» TASK OBJECTIVE:
Transcribe the stretch of entries below from the line with "let points = load_xy_csv(&path).with_context(||" through the line with "let opts = RenderOptions", exactly and with both ends included; leave out all other lines.

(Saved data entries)
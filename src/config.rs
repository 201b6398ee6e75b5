//! Configuration loaded from environment variables (optionally via `.env`)

use crate::cache::SourceKey;
use crate::error::{Error, Result};
use crate::ingestion::fetch::FetchPolicy;
use std::env;
use std::str::FromStr;
use std::time::Duration;

#[derive(Debug, Clone)]
pub struct Config {
    pub tenancy_data_url: String,
    pub projects_data_url: String,
    pub fetch: FetchPolicy,
}

impl Config {
    pub fn from_env() -> Result<Self> {
        dotenvy::dotenv().ok();
        Self::from_lookup(|name| env::var(name).ok())
    }

    /// Build from any variable source; `lookup` returns None for unset names
    pub fn from_lookup<F>(lookup: F) -> Result<Self>
    where
        F: Fn(&str) -> Option<String>,
    {
        let required = |name: &str| {
            lookup(name)
                .filter(|v| !v.trim().is_empty())
                .ok_or_else(|| Error::Config(format!("{} must be set", name)))
        };
        let defaults = FetchPolicy::default();

        Ok(Config {
            tenancy_data_url: required("TENANCY_DATA_URL")?,
            projects_data_url: required("PROJECTS_DATA_URL")?,
            fetch: FetchPolicy {
                timeout: parse_or("FETCH_TIMEOUT_SECS", &lookup)?
                    .map(Duration::from_secs)
                    .unwrap_or(defaults.timeout),
                max_attempts: parse_or("FETCH_MAX_ATTEMPTS", &lookup)?
                    .unwrap_or(defaults.max_attempts),
                initial_backoff: parse_or("FETCH_BACKOFF_MS", &lookup)?
                    .map(Duration::from_millis)
                    .unwrap_or(defaults.initial_backoff),
            },
        })
    }

    pub fn source_key(&self) -> SourceKey {
        SourceKey {
            tenancy: self.tenancy_data_url.clone(),
            projects: self.projects_data_url.clone(),
        }
    }
}

fn parse_or<T, F>(name: &str, lookup: &F) -> Result<Option<T>>
where
    T: FromStr,
    F: Fn(&str) -> Option<String>,
{
    match lookup(name) {
        Some(raw) => raw
            .trim()
            .parse()
            .map(Some)
            .map_err(|_| Error::Config(format!("{} must be a valid number", name))),
        None => Ok(None),
    }
}

#[cfg(test)]
mod tests {
    use super::*;
    use std::collections::HashMap;

    fn vars(pairs: &[(&str, &str)]) -> HashMap<String, String> {
        pairs
            .iter()
            .map(|(k, v)| (k.to_string(), v.to_string()))
            .collect()
    }

    #[test]
    fn test_defaults() {
        let env = vars(&[
            ("TENANCY_DATA_URL", "https://example.com/rent.csv"),
            ("PROJECTS_DATA_URL", "https://example.com/projects.csv"),
        ]);

        let config = Config::from_lookup(|k| env.get(k).cloned()).unwrap();
        assert_eq!(config.tenancy_data_url, "https://example.com/rent.csv");
        assert_eq!(config.fetch.timeout, Duration::from_secs(300));
        assert_eq!(config.fetch.max_attempts, 3);
        assert_eq!(config.source_key().projects, "https://example.com/projects.csv");
    }

    #[test]
    fn test_overrides() {
        let env = vars(&[
            ("TENANCY_DATA_URL", "rent.csv"),
            ("PROJECTS_DATA_URL", "projects.csv"),
            ("FETCH_TIMEOUT_SECS", "30"),
            ("FETCH_MAX_ATTEMPTS", "5"),
            ("FETCH_BACKOFF_MS", "250"),
        ]);

        let config = Config::from_lookup(|k| env.get(k).cloned()).unwrap();
        assert_eq!(config.fetch.timeout, Duration::from_secs(30));
        assert_eq!(config.fetch.max_attempts, 5);
        assert_eq!(config.fetch.initial_backoff, Duration::from_millis(250));
    }

    #[test]
    fn test_missing_url_is_an_error() {
        let env = vars(&[("TENANCY_DATA_URL", "rent.csv")]);

        let err = Config::from_lookup(|k| env.get(k).cloned()).unwrap_err();
        assert!(err.to_string().contains("PROJECTS_DATA_URL"));
    }

    #[test]
    fn test_bad_number_is_an_error() {
        let env = vars(&[
            ("TENANCY_DATA_URL", "rent.csv"),
            ("PROJECTS_DATA_URL", "projects.csv"),
            ("FETCH_MAX_ATTEMPTS", "many"),
        ]);

        assert!(Config::from_lookup(|k| env.get(k).cloned()).is_err());
    }
}
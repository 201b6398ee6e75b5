//! Process-wide dataset cache keyed by source locations
//!
//! Cached datasets are shared as `Arc<Dataset>` and never mutated, so any number
//! of sessions can read one while another session triggers a reload.

use crate::error::Result;
use crate::ingestion::types::Dataset;
use std::collections::HashMap;
use std::future::Future;
use std::sync::Arc;
use tokio::sync::{Mutex, RwLock};
use tracing::{debug, info};

/// Identifies one loaded dataset: the pair of locations it was read from
#[derive(Debug, Clone, PartialEq, Eq, Hash)]
pub struct SourceKey {
    pub tenancy: String,
    pub projects: String,
}

impl std::fmt::Display for SourceKey {
    fn fmt(&self, f: &mut std::fmt::Formatter<'_>) -> std::fmt::Result {
        write!(f, "tenancy: {}, projects: {}", self.tenancy, self.projects)
    }
}

#[derive(Debug, Default)]
pub struct DatasetCache {
    entries: RwLock<HashMap<SourceKey, Arc<Dataset>>>,
    // One gate per key; held for the duration of a load
    loading: Mutex<HashMap<SourceKey, Arc<Mutex<()>>>>,
}

impl DatasetCache {
    pub fn new() -> Self {
        Self::default()
    }

    pub async fn get(&self, key: &SourceKey) -> Option<Arc<Dataset>> {
        self.entries.read().await.get(key).cloned()
    }

    /// Return the cached dataset for `key`, running `load` on a miss.
    ///
    /// Concurrent misses on the same key wait for a single load. The map lock is
    /// only taken to look up and to insert, so reads of other keys never wait on a
    /// fetch. A failed load caches nothing.
    pub async fn get_or_load<F, Fut>(&self, key: &SourceKey, load: F) -> Result<Arc<Dataset>>
    where
        F: FnOnce() -> Fut,
        Fut: Future<Output = Result<Dataset>>,
    {
        if let Some(dataset) = self.get(key).await {
            debug!("Dataset cache hit ({})", key);
            return Ok(dataset);
        }

        let gate = self.gate(key).await;
        let _loading = gate.lock().await;

        if let Some(dataset) = self.get(key).await {
            debug!("Dataset loaded by another session ({})", key);
            return Ok(dataset);
        }

        info!("Dataset cache miss, loading ({})", key);
        let dataset = Arc::new(load().await?);
        self.entries
            .write()
            .await
            .insert(key.clone(), Arc::clone(&dataset));
        Ok(dataset)
    }

    async fn gate(&self, key: &SourceKey) -> Arc<Mutex<()>> {
        let mut loading = self.loading.lock().await;
        Arc::clone(loading.entry(key.clone()).or_default())
    }

    /// Drop one dataset so the next request reloads it. Returns whether it was cached.
    pub async fn invalidate(&self, key: &SourceKey) -> bool {
        let removed = self.entries.write().await.remove(key).is_some();
        if removed {
            info!("Invalidated cached dataset ({})", key);
        }
        removed
    }

    /// Drop every cached dataset
    pub async fn clear(&self) {
        let mut entries = self.entries.write().await;
        info!("Clearing {} cached dataset(s)", entries.len());
        entries.clear();
    }

    pub async fn len(&self) -> usize {
        self.entries.read().await.len()
    }

    pub async fn is_empty(&self) -> bool {
        self.entries.read().await.is_empty()
    }
}
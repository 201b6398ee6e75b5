// Library module for testable functions

pub mod analysis;
pub mod cache;
pub mod config;
pub mod error;
pub mod ingestion;
pub mod report;
pub mod service;
pub mod session;

pub use error::{Error, Result};

/// Interpret user input as a tenancy (Ejari) number.
/// Empty input is `Ok(None)`: nothing to look up yet.
pub fn parse_tenancy_key(input: &str) -> Result<Option<i64>> {
    let trimmed = input.trim();
    if trimmed.is_empty() {
        return Ok(None);
    }
    trimmed
        .parse::<i64>()
        .map(Some)
        .map_err(|_| Error::InvalidKey(trimmed.to_string()))
}
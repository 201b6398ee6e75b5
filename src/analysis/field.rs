//! Explicit "Missing Data" sentinel for nullable scalar fields

use serde::{Serialize, Serializer};
use std::fmt;

/// Display/serialized form of a missing value
pub const MISSING_DATA: &str = "Missing Data";

/// A scalar that is either a real value or explicitly missing
#[derive(Debug, Clone, PartialEq)]
pub enum Field<T> {
    Value(T),
    Missing,
}

impl<T> Field<T> {
    pub fn value(&self) -> Option<&T> {
        match self {
            Field::Value(v) => Some(v),
            Field::Missing => None,
        }
    }

    pub fn is_missing(&self) -> bool {
        matches!(self, Field::Missing)
    }
}

impl<T: Clone> Field<T> {
    pub fn cloned_from(value: &Option<T>) -> Self {
        value.clone().into()
    }
}

impl<T> From<Option<T>> for Field<T> {
    fn from(value: Option<T>) -> Self {
        match value {
            Some(v) => Field::Value(v),
            None => Field::Missing,
        }
    }
}

impl<T: fmt::Display> fmt::Display for Field<T> {
    fn fmt(&self, f: &mut fmt::Formatter<'_>) -> fmt::Result {
        match self {
            Field::Value(v) => v.fmt(f),
            Field::Missing => f.write_str(MISSING_DATA),
        }
    }
}

impl<T: Serialize> Serialize for Field<T> {
    fn serialize<S: Serializer>(&self, serializer: S) -> Result<S::Ok, S::Error> {
        match self {
            Field::Value(v) => v.serialize(serializer),
            Field::Missing => serializer.serialize_str(MISSING_DATA),
        }
    }
}
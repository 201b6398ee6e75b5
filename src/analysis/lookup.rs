//! Lookup functions - match a tenancy key or building name against the tables
//!
//! Linear scans; the tables are small enough that no index is kept.

use crate::ingestion::types::{ProjectRecord, TenancyRecord};

/// All records registered under `key`, in source order
pub fn find_by_tenancy_key(records: &[TenancyRecord], key: i64) -> Vec<&TenancyRecord> {
    records.iter().filter(|r| r.tenancy_key == key).collect()
}

pub fn exists(records: &[TenancyRecord], key: i64) -> bool {
    records.iter().any(|r| r.tenancy_key == key)
}

/// Project metadata for a building, by exact name. A building with tenancy
/// records but no project entry yields None.
pub fn find_project<'a>(projects: &'a [ProjectRecord], project_name: &str) -> Option<&'a ProjectRecord> {
    projects.iter().find(|p| p.project_name == project_name)
}
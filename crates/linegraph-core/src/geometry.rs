// File: crates/linegraph-core/src/geometry.rs
// Summary: Lightweight geometry helpers for pixel math.

/// Screen-space point, in pixels.
#[derive(Clone, Copy, Debug, Default, PartialEq)]
pub struct Point {
    pub x: f32,
    pub y: f32,
}

impl Point {
    pub const fn new(x: f32, y: f32) -> Self {
        Self { x, y }
    }
}

impl From<(f32, f32)> for Point {
    fn from((x, y): (f32, f32)) -> Self {
        Self { x, y }
    }
}

/// Width/height pair, in pixels.
#[derive(Clone, Copy, Debug, Default, PartialEq)]
pub struct Size {
    pub width: f32,
    pub height: f32,
}

impl Size {
    pub const fn new(width: f32, height: f32) -> Self {
        Self { width, height }
    }
}

/// Axis-aligned rectangle described by its top-left corner and size.
/// Used for the graph area every series is projected into.
#[derive(Clone, Copy, Debug, Default, PartialEq)]
pub struct RectF {
    pub x: f32,
    pub y: f32,
    pub width: f32,
    pub height: f32,
}

impl RectF {
    pub const fn new(x: f32, y: f32, width: f32, height: f32) -> Self {
        Self { x, y, width, height }
    }
    pub const fn top_left(&self) -> Point { Point::new(self.x, self.y) }
    pub fn bottom_left(&self) -> Point { Point::new(self.x, self.y + self.height) }
    pub fn bottom_right(&self) -> Point { Point::new(self.x + self.width, self.y + self.height) }
    pub fn right(&self) -> f32 { self.x + self.width }
    pub fn bottom(&self) -> f32 { self.y + self.height }
    pub const fn size(&self) -> Size { Size::new(self.width, self.height) }
}
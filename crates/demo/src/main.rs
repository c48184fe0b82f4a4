// File: crates/demo/src/main.rs
// Summary: Demo loads x,y CSV data and renders it as a continuous and an indexed line chart.

use anyhow::{Context, Result};
use linegraph_core::{theme, ChartStyle, ContinuousChart, IndexedChart, RenderOptions};
use std::path::{Path, PathBuf};
use tracing::{info, warn};
use tracing_subscriber::EnvFilter;

fn main() -> Result<()> {
    tracing_subscriber::fmt()
        .with_env_filter(EnvFilter::try_from_default_env().unwrap_or_else(|_| EnvFilter::new("info")))
        .init();

    let mut args = std::env::args().skip(1);
    let raw = args.next().unwrap_or_else(|| "crates/demo/samples.csv".to_string());
    let style = match args.next() {
        Some(name) => {
            let style = theme::find(&name);
            if !style.name.eq_ignore_ascii_case(&name) {
                warn!(requested = %name, using = style.name, "unknown theme");
            }
            style
        }
        None => ChartStyle::default(),
    };

    let path = resolve_path(&raw)?;
    info!(input = %path.display(), theme = style.name, "loading samples");

    let points = load_xy_csv(&path).with_context(|| format!("failed to load CSV '{}'", path.display()))?;
    if points.is_empty() {
        anyhow::bail!("no samples loaded; check headers/delimiter.");
    }
    let (min_x, max_x) = minmax(points.iter().map(|p| p.0));
    let (min_y, max_y) = minmax(points.iter().map(|p| p.1));
    info!(rows = points.len(), min_x, max_x, min_y, max_y, "loaded samples");

    let opts = RenderOptions { background: style.background, ..RenderOptions::default() };

    // 1) Continuous: X taken from the data
    let mut chart = ContinuousChart::new(style.clone());
    chart.set_label_x("X");
    chart.set_label_y("Y");
    set_bounds(&mut chart, (min_x, max_x), (min_y, max_y));
    chart.add_series(points.clone())?;
    let out = out_name_with(&path, "continuous");
    chart.render_to_png(&opts, &out)?;
    info!(output = %out.display(), "wrote chart");

    // 2) Indexed: Y values by row position
    let mut indexed = IndexedChart::new(style);
    indexed.set_label_x("Row");
    indexed.set_label_y("Y");
    if let Err(e) = fit_y(&mut indexed, min_y, max_y) {
        warn!(error = %e, "keeping default Y range");
    }
    indexed.add_series(points.iter().map(|p| p.1).collect())?;
    let out = out_name_with(&path, "indexed");
    indexed.render_to_png(&opts, &out)?;
    info!(output = %out.display(), max_x = indexed.max_x(), "wrote chart");

    Ok(())
}

fn set_bounds(chart: &mut ContinuousChart, x: (f64, f64), y: (f64, f64)) {
    // Widen a degenerate span so the range stays valid.
    let (x0, x1) = if x.0 < x.1 { x } else { (x.0 - 0.5, x.0 + 0.5) };
    // Max first when growing upward keeps min < max at every step.
    let result = if x0 >= chart.x_range().max() {
        chart.set_max_x(x1).and_then(|_| chart.set_min_x(x0))
    } else {
        chart.set_min_x(x0).and_then(|_| chart.set_max_x(x1))
    };
    if let Err(e) = result {
        warn!(error = %e, "keeping default X range");
    }
    if let Err(e) = fit_y(chart, y.0, y.1) {
        warn!(error = %e, "keeping default Y range");
    }
}

fn fit_y<M: linegraph_core::Mapping>(
    chart: &mut linegraph_core::ChartSurface<M>,
    min: f64,
    max: f64,
) -> linegraph_core::Result<()> {
    let (lo, hi) = if min < max { (min, max) } else { (min - 0.5, min + 0.5) };
    if lo >= chart.y_range().max() {
        chart.set_max_y(hi)?;
        chart.set_min_y(lo)
    } else {
        chart.set_min_y(lo)?;
        chart.set_max_y(hi)
    }
}

fn resolve_path(raw: &str) -> Result<PathBuf> {
    let p = Path::new(raw);
    if p.exists() {
        return Ok(p.to_path_buf());
    }
    anyhow::bail!("file not found: {}", p.display());
}

/// Produce output file name like target/out/linegraph_<stem>_<suffix>.png
fn out_name_with(input: &Path, suffix: &str) -> PathBuf {
    let stem = input.file_stem().and_then(|s| s.to_str()).unwrap_or("chart");
    let mut out = PathBuf::from("target/out");
    out.push(format!("linegraph_{}_{}.png", stem, suffix));
    out
}

/// Load `x,y` rows. Header names are matched loosely; without a usable
/// header the first two columns are taken.
fn load_xy_csv(path: &Path) -> Result<Vec<(f64, f64)>> {
    let mut rdr = csv::ReaderBuilder::new()
        .has_headers(true)
        .from_path(path)
        .with_context(|| format!("opening {}", path.display()))?;

    let headers = rdr.headers()?.iter().map(|h| h.trim().to_lowercase()).collect::<Vec<_>>();
    tracing::debug!(?headers, "csv headers");

    let idx = |names: &[&str]| headers.iter().position(|h| names.contains(&h.as_str()));
    let i_x = idx(&["x", "time", "t", "index"]).unwrap_or(0);
    let i_y = idx(&["y", "value", "v", "close"]).unwrap_or(1);

    let mut out = Vec::new();
    let mut skipped = 0usize;
    for rec in rdr.records() {
        let rec = rec?;
        let parse = |i: usize| rec.get(i).and_then(|s| s.trim().parse::<f64>().ok()).filter(|v| v.is_finite());
        match (parse(i_x), parse(i_y)) {
            (Some(x), Some(y)) => out.push((x, y)),
            _ => skipped += 1,
        }
    }
    if skipped > 0 {
        warn!(skipped, "ignored rows without two finite numbers");
    }
    Ok(out)
}

fn minmax(values: impl Iterator<Item = f64>) -> (f64, f64) {
    values.fold((f64::INFINITY, f64::NEG_INFINITY), |(lo, hi), v| (lo.min(v), hi.max(v)))
}
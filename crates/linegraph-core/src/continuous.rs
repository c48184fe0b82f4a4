// File: crates/linegraph-core/src/continuous.rs
// Summary: Continuous (X/Y) chart variant: numeric X axis, data kept sorted by X.

use std::cmp::Ordering;

use crate::axis::{Axis, AxisRange, Bound};
use crate::chart::ChartSurface;
use crate::error::{ChartError, Result};
use crate::geometry::{Point, RectF};
use crate::scale::{map_point, Mapping};

/// Both axes numeric; each series is a list of `(x, y)` pairs.
#[derive(Clone, Copy, Debug, Default, PartialEq)]
pub struct ContinuousMapping {
    x: AxisRange,
}

impl ContinuousMapping {
    pub fn x_range(&self) -> AxisRange {
        self.x
    }
}

impl Mapping for ContinuousMapping {
    type Datum = (f64, f64);

    /// Reject non-finite points, then stable-sort by X so consecutive
    /// entries always run left to right. Equal X keep their input order.
    fn prepare(mut data: Vec<(f64, f64)>) -> Result<Vec<(f64, f64)>> {
        if let Some((i, &(x, y))) = data.iter().enumerate().find(|(_, p)| !p.0.is_finite() || !p.1.is_finite()) {
            return Err(ChartError::InvalidArgument(format!("point {i} ({x}, {y}) is not finite")));
        }
        // Finite by now, so partial_cmp is total; -0.0 and 0.0 compare equal.
        data.sort_by(|a, b| a.0.partial_cmp(&b.0).unwrap_or(Ordering::Equal));
        Ok(data)
    }

    fn project(&self, data: &[(f64, f64)], y: &AxisRange, area: RectF) -> Vec<Point> {
        data.iter().map(|&p| map_point(p, &self.x, y, area)).collect()
    }

    fn x_extent(&self) -> (f64, f64) {
        (self.x.min(), self.x.max())
    }

    fn set_x_bound(&mut self, bound: Bound, value: f64) -> Result<bool> {
        self.x.set(Axis::X, bound, value)
    }
}

/// Line chart over two numeric axes.
pub type ContinuousChart = ChartSurface<ContinuousMapping>;

impl ChartSurface<ContinuousMapping> {
    pub fn x_range(&self) -> AxisRange {
        self.mapping().x_range()
    }

    pub fn set_min_x(&mut self, value: f64) -> Result<()> {
        self.set_axis_bound(Axis::X, Bound::Min, value)
    }

    pub fn set_max_x(&mut self, value: f64) -> Result<()> {
        self.set_axis_bound(Axis::X, Bound::Max, value)
    }
}
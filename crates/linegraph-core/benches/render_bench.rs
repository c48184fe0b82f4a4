use anyhow::Result;
use criterion::{criterion_group, criterion_main, Criterion, black_box};
use linegraph_core::{ChartStyle, ContinuousChart, RenderOptions};

fn build_chart_xy(n: usize) -> ContinuousChart {
    let mut ch = ContinuousChart::new(ChartStyle::default());
    let data = (0..n)
        .map(|i| (i as f64, (i as f64 * 0.01).sin() * 10.0 + (i as f64 * 0.0001)))
        .collect();
    ch.set_max_x((n - 1) as f64).ok();
    ch.set_min_y(-12.0).ok();
    ch.set_max_y(12.0).ok();
    ch.add_series(data).ok();
    ch.flush();
    ch
}

fn bench_render(c: &mut Criterion) {
    let mut group = c.benchmark_group("render_png_bytes");
    for &n in &[1_000usize, 10_000usize] {
        group.bench_function(format!("xy_{n}"), |b| {
            let mut ch = build_chart_xy(n);
            let mut opts = RenderOptions::default();
            opts.width = 800;
            opts.height = 500;
            opts.draw_labels = false;
            b.iter(|| -> Result<()> {
                let bytes = ch.render_to_png_bytes(&opts)?;
                black_box(bytes);
                Ok(())
            });
        });
    }
    group.finish();
}

criterion_group!(benches, bench_render);
criterion_main!(benches);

» FINISHED EXERCISE:
    let points = load_xy_csv(&path).with_context(|| format!("failed to load CSV '{}'", path.display()))?;
    if points.is_empty() {
        anyhow::bail!("no samples loaded; check headers/delimiter.");
    }
    let (min_x, max_x) = minmax(points.iter().map(|p| p.0));
    let (min_y, max_y) = minmax(points.iter().map(|p| p.1));
    info!(rows = points.len(), min_x, max_x, min_y, max_y, "loaded samples");

    let opts = RenderOptions { background: style.background, ..RenderOptions::default() };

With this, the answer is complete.